*** Dataset records

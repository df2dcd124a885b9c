use std::io::{self, Write};

use env_logger::fmt::Formatter;
use log::{Level, LevelFilter, Record};

pub fn init(level: LevelFilter) {
    env_logger::Builder::new()
        .format(format)
        .filter_level(level)
        .init();
}

pub fn level_from_args(verbose: u8, quiet: u8) -> LevelFilter {
    match i16::from(verbose) - i16::from(quiet) {
        i16::MIN..=-3 => LevelFilter::Off,
        -2 => LevelFilter::Error,
        -1 => LevelFilter::Warn,
        0 => LevelFilter::Info,
        1 => LevelFilter::Debug,
        _ => LevelFilter::Trace,
    }
}

fn format(f: &mut Formatter, record: &Record) -> io::Result<()> {
    let args = record.args();
    let level = record.level();
    match level_prefix(level) {
        Some(prefix) => {
            let style = f.default_level_style(level);
            writeln!(f, "{style}{prefix}{style:#}{args}")
        }
        None => writeln!(f, "{args}"),
    }
}

fn level_prefix(level: Level) -> Option<&'static str> {
    match level {
        Level::Debug | Level::Trace | Level::Info => None,
        Level::Warn => Some("warning: "),
        Level::Error => Some("error: "),
    }
}
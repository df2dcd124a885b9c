use chrono::{DateTime, Utc};
use serde::{Deserialize, Serialize};

#[derive(Clone, Debug, PartialEq, Eq, Serialize, Deserialize)]
pub struct Folder {
    pub id: String,
    #[serde(default)]
    pub name: String,
}

#[derive(Clone, Debug, PartialEq, Eq, Serialize, Deserialize)]
pub struct Item {
    pub id: String,
    #[serde(default, rename = "type")]
    pub kind: String,
    #[serde(default)]
    pub name: String,
}

impl Item {
    pub fn is_file(&self) -> bool {
        self.kind == "file"
    }
}

#[derive(Debug, Deserialize)]
pub struct Page<T> {
    #[serde(default)]
    pub total_count: u64,
    #[serde(default = "Vec::new")]
    pub entries: Vec<T>,
}

#[derive(Debug, Deserialize)]
pub struct Entries {
    #[serde(default)]
    pub entries: Vec<Item>,
}

#[derive(Debug, Serialize)]
pub struct ParentRef<'a> {
    pub id: &'a str,
}

#[derive(Debug, Serialize)]
pub struct CreateFolderRequest<'a> {
    pub name: &'a str,
    pub parent: ParentRef<'a>,
}

#[derive(Debug, Serialize)]
pub struct UploadAttributes<'a> {
    pub name: &'a str,
    pub parent: ParentRef<'a>,
    pub content_created_at: String,
    pub content_modified_at: String,
}

#[derive(Debug, Serialize)]
pub struct CreateSessionRequest<'a> {
    pub file_name: &'a str,
    pub file_size: u64,
    pub folder_id: &'a str,
}

#[derive(Clone, Debug, PartialEq, Eq, Deserialize)]
pub struct UploadSession {
    pub id: String,
    #[serde(default)]
    pub part_size: u64,
    #[serde(default)]
    pub total_parts: u64,
    #[serde(default)]
    pub num_parts_processed: u64,
    #[serde(default)]
    pub session_expires_at: Option<DateTime<Utc>>,
}

#[derive(Clone, Debug, PartialEq, Eq, Serialize, Deserialize)]
pub struct UploadPart {
    pub part_id: String,
    pub offset: u64,
    pub size: u64,
    pub sha1: String,
}

#[derive(Debug, Deserialize)]
pub struct UploadPartResponse {
    pub part: UploadPart,
}

#[derive(Debug, Serialize)]
pub struct CommitRequest<'a> {
    pub parts: &'a [UploadPart],
}
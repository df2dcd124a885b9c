mod args;
mod backup;
mod common;
mod parse;

use std::process::ExitCode;

use clap::{
    builder::{styling::AnsiColor, Styles},
    Parser, Subcommand,
};
use log::error;

use crate::logger;

use self::args::{BackupArgs, GlobalArgs};

#[derive(Parser, Debug)]
#[command(version, about, long_about = None, propagate_version = true, styles = cli_styles())]
pub struct Cli {
    #[command(subcommand)]
    command: Command,
}

#[derive(Subcommand, Debug)]
enum Command {
    /// Archive files, upload the archive and prune old backups
    Backup(BackupArgs),
}

impl Command {
    fn global(&self) -> &GlobalArgs {
        match self {
            Command::Backup(args) => &args.global,
        }
    }
}

pub async fn main() -> ExitCode {
    let cli = Cli::parse();
    init_logger(cli.command.global());

    let result = match cli.command {
        Command::Backup(args) => backup::main(args).await,
    };

    match result {
        Ok(()) => ExitCode::SUCCESS,
        Err(err) => {
            error!("{err}");
            ExitCode::FAILURE
        }
    }
}

fn init_logger(args: &GlobalArgs) {
    let level = logger::level_from_args(args.logger.verbose, args.logger.quiet);
    logger::init(level);
}

fn cli_styles() -> Styles {
    Styles::styled()
        .header(AnsiColor::BrightMagenta.on_default())
        .usage(AnsiColor::BrightMagenta.on_default())
        .literal(AnsiColor::BrightBlue.on_default())
        .placeholder(AnsiColor::BrightCyan.on_default())
}

#[cfg(test)]
mod tests {
    use clap::CommandFactory;

    use super::*;

    #[test]
    fn cli_is_well_formed() {
        Cli::command().debug_assert();
    }

    #[test]
    fn backup_args_parse() {
        let cli = Cli::try_parse_from([
            "boxup", "backup", "-o", "/tmp/out", "-j", "4", "-vv", "--stats", "/etc/*.conf", "/srv",
        ])
        .unwrap();
        let Command::Backup(args) = cli.command;
        assert_eq!(args.inputs, ["/etc/*.conf", "/srv"]);
        assert_eq!(args.output.to_str(), Some("/tmp/out"));
        assert_eq!(args.tasks, Some(4));
        assert_eq!(args.global.logger.verbose, 2);
        assert!(args.global.stats);
    }

    #[test]
    fn backup_requires_output_and_paths() {
        assert!(Cli::try_parse_from(["boxup", "backup", "/srv"]).is_err());
        assert!(Cli::try_parse_from(["boxup", "backup", "-o", "/tmp/out"]).is_err());
        assert!(Cli::try_parse_from(["boxup", "backup", "-o", "/tmp", "-j", "0", "/srv"]).is_err());
    }

    #[test]
    fn verbose_and_quiet_conflict() {
        assert!(Cli::try_parse_from(["boxup", "backup", "-o", "/tmp", "-v", "-q", "/srv"]).is_err());
    }
}
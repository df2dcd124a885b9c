use tokio::{sync::AcquireError, task::JoinError};

use super::Error;

// Without the request method only a failed connect is known to be safe to
// resend.
impl From<reqwest::Error> for Error {
    fn from(error: reqwest::Error) -> Self {
        Error::Transport {
            retryable: error.is_connect(),
            message: error.to_string(),
        }
    }
}

impl From<serde_json::Error> for Error {
    fn from(error: serde_json::Error) -> Self {
        Error::other(error)
    }
}

impl From<serde_yaml::Error> for Error {
    fn from(error: serde_yaml::Error) -> Self {
        Error::other(error)
    }
}

impl From<glob::PatternError> for Error {
    fn from(error: glob::PatternError) -> Self {
        Error::other(error)
    }
}

impl From<glob::GlobError> for Error {
    fn from(error: glob::GlobError) -> Self {
        Error::Io {
            source: error.into(),
        }
    }
}

impl From<tempfile::PersistError> for Error {
    fn from(error: tempfile::PersistError) -> Self {
        Error::Io {
            source: error.error,
        }
    }
}

impl From<JoinError> for Error {
    fn from(error: JoinError) -> Self {
        Error::other(error)
    }
}

impl From<AcquireError> for Error {
    fn from(error: AcquireError) -> Self {
        Error::other(error)
    }
}

impl From<humantime::DurationError> for Error {
    fn from(error: humantime::DurationError) -> Self {
        Error::InvalidConfig(error.to_string())
    }
}
#![deny(unsafe_code)]
#![warn(clippy::pedantic)]
#![allow(clippy::module_name_repetitions, clippy::similar_names)]

pub mod chunk;
pub mod cli;

mod archive;
mod config;
mod error;
mod format;
mod hash;
mod logger;
mod ops;
mod remote;
mod retention;
mod stats;
mod storage;
mod task;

******

Required work |
Search the material for the word "impl" and copy every matching line.

Result below |
impl Item {
impl Command {
impl From<reqwest::Error> for Error {
impl From<serde_json::Error> for Error {
impl From<serde_yaml::Error> for Error {
impl From<glob::PatternError> for Error {
impl From<glob::GlobError> for Error {
impl From<tempfile::PersistError> for Error {
impl From<JoinError> for Error {
impl From<AcquireError> for Error {
impl From<humantime::DurationError> for Error {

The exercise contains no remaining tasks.